Em seu período de indefinição “eterno”, o livro é semifinalista do prêmio Jabuti deste ano. Publicado em 2019 pela Editora Nós, o romance de Mariana Salomão Carrara conta com o relato da garota que quer ser escritora e que apesar da pouca idade, traz questões filosóficas bastante adultas, como a solidão profunda. Simples e poético, Se Deus me chamar não vou é uma das obras nacionais mais reluzentes da contemporaneidade. 

Pequena notável

Logo nas primeiras páginas, numa atividade escolar que serve como prólogo, é perceptível o quanto Maria Carmem é uma criança singular, mas ainda assim muito palpável em suas críticas infantis. Não há outra palavra que melhor descreva o seu próprio jeito de escrever e as suas questões, de cara tão fortes. “Será que o vaga-lume pisca de dor?”, indaga ela em sua carta para o Homem Aranha. E completa, diminuindo drasticamente o teor inocente da pergunta: “Se eu pudesse brilhar de dor eu seria um escândalo”. É desse modo que a autora mescla o singelo e o sério, em uma das frases dicotômicas que mais bem representam o livro.

Mariana Salomão Carrara
Mariana Salomão Carrara (divulgação)

Pela perspectiva de escritora de Maria Carmem, a leitora acompanha a obra que a jovem escreve quase como um diário, ainda que não tenha a marcação temporal que antecede o bloco textual. Ela narra os dias na escola, seus colegas de classe, seu “excesso de tamanho”, sua relação com seus pais e com a loja de artigos para idosos que a família possui. Tudo cercado pela melancolia e pela graça característica da personagem. 

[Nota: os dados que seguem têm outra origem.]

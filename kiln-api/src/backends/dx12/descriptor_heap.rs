use crate::KilnResult;
use std::sync::atomic::{AtomicU32, Ordering};
use windows::Win32::Graphics::Direct3D12::*;

/// A bump allocator over one `ID3D12DescriptorHeap`. Descriptors are never recycled,
/// the heaps are sized for the lifetime of the device context.
#[derive(Debug)]
pub(crate) struct Dx12DescriptorHeap {
    heap: ID3D12DescriptorHeap,
    stride: u32,
    capacity: u32,
    next_index: AtomicU32,
    first_cpu_handle: D3D12_CPU_DESCRIPTOR_HANDLE,
    first_gpu_handle: D3D12_GPU_DESCRIPTOR_HANDLE,
    shader_visible: bool,
}

impl Dx12DescriptorHeap {
    pub fn new(
        device: &ID3D12Device,
        heap_type: D3D12_DESCRIPTOR_HEAP_TYPE,
        capacity: u32,
        shader_visible: bool,
    ) -> KilnResult<Self> {
        let flags = if shader_visible {
            D3D12_DESCRIPTOR_HEAP_FLAG_SHADER_VISIBLE
        } else {
            D3D12_DESCRIPTOR_HEAP_FLAG_NONE
        };

        let desc = D3D12_DESCRIPTOR_HEAP_DESC {
            Type: heap_type,
            NumDescriptors: capacity,
            Flags: flags,
            NodeMask: 0,
        };

        let heap: ID3D12DescriptorHeap = unsafe { device.CreateDescriptorHeap(&desc)? };
        let stride = unsafe { device.GetDescriptorHandleIncrementSize(heap_type) };
        let first_cpu_handle = unsafe { heap.GetCPUDescriptorHandleForHeapStart() };
        let first_gpu_handle = if shader_visible {
            unsafe { heap.GetGPUDescriptorHandleForHeapStart() }
        } else {
            D3D12_GPU_DESCRIPTOR_HANDLE::default()
        };

        Ok(Dx12DescriptorHeap {
            heap,
            stride,
            capacity,
            next_index: AtomicU32::new(0),
            first_cpu_handle,
            first_gpu_handle,
            shader_visible,
        })
    }

    pub fn heap(&self) -> &ID3D12DescriptorHeap {
        &self.heap
    }

    /// Reserves a contiguous block of descriptors, returning the first index
    pub fn allocate(
        &self,
        count: u32,
    ) -> KilnResult<u32> {
        let first = self.next_index.fetch_add(count, Ordering::Relaxed);
        if first + count > self.capacity {
            Err(format!(
                "descriptor heap exhausted, capacity is {}",
                self.capacity
            ))?;
        }
        Ok(first)
    }

    pub fn cpu_handle(
        &self,
        index: u32,
    ) -> D3D12_CPU_DESCRIPTOR_HANDLE {
        D3D12_CPU_DESCRIPTOR_HANDLE {
            ptr: self.first_cpu_handle.ptr + (index as usize * self.stride as usize),
        }
    }

    pub fn gpu_handle(
        &self,
        index: u32,
    ) -> D3D12_GPU_DESCRIPTOR_HANDLE {
        debug_assert!(self.shader_visible);
        D3D12_GPU_DESCRIPTOR_HANDLE {
            ptr: self.first_gpu_handle.ptr + (index as u64 * self.stride as u64),
        }
    }
}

“Talvez ser escritora não fosse só escrever, mas escrever muito bem. Ou pelo menos escrever muito, igual uma corredora. Não é porque de vez em quando eu corro atrás de um ônibus que eu sou corredora”. (p. 11)

Apesar de questionadora e cheia de incertezas, a autora faz questão que Maria Carmem seja uma criança/pré-adolescente que tem todas as suas necessidades atendidas. Não lhe falta comida ou água, nem um teto, nem uma família amorosa ou estudo. Desse modo, o espaço para os sentimentos conflitantes da garota é inteiro para suas questões internas, muitas típicas da idade e outras nem tanto, o que cria uma identificação rápida com o leitor independente da etapa da vida.

Assumindo a voz de uma menina tão nova, Mariana Salomão Carrara trata de assuntos delicados e necessários, como a gordofobia e outros até mesmo pouco comuns no que tange obras narradas por crianças, como o poliamor vivido por seus pais e mais um homem.

De início, Maria Carmem se opõe ao trisal não por representar qualquer quebra de expectativa conservadora existente no mundo, mas porque ela sente que sua solidão aumenta quando cercada por três pessoas compartilhando o amor. Os relacionamentos – e as falhas neles – desembocam sempre no pensamento mais obsessivo de Maria Carmem: a solidão. Uma solidão crua, que é muito diferente de outras, de outros momentos da vida, uma solidão que tem uma potência desmedida por não ver esperança de acabar.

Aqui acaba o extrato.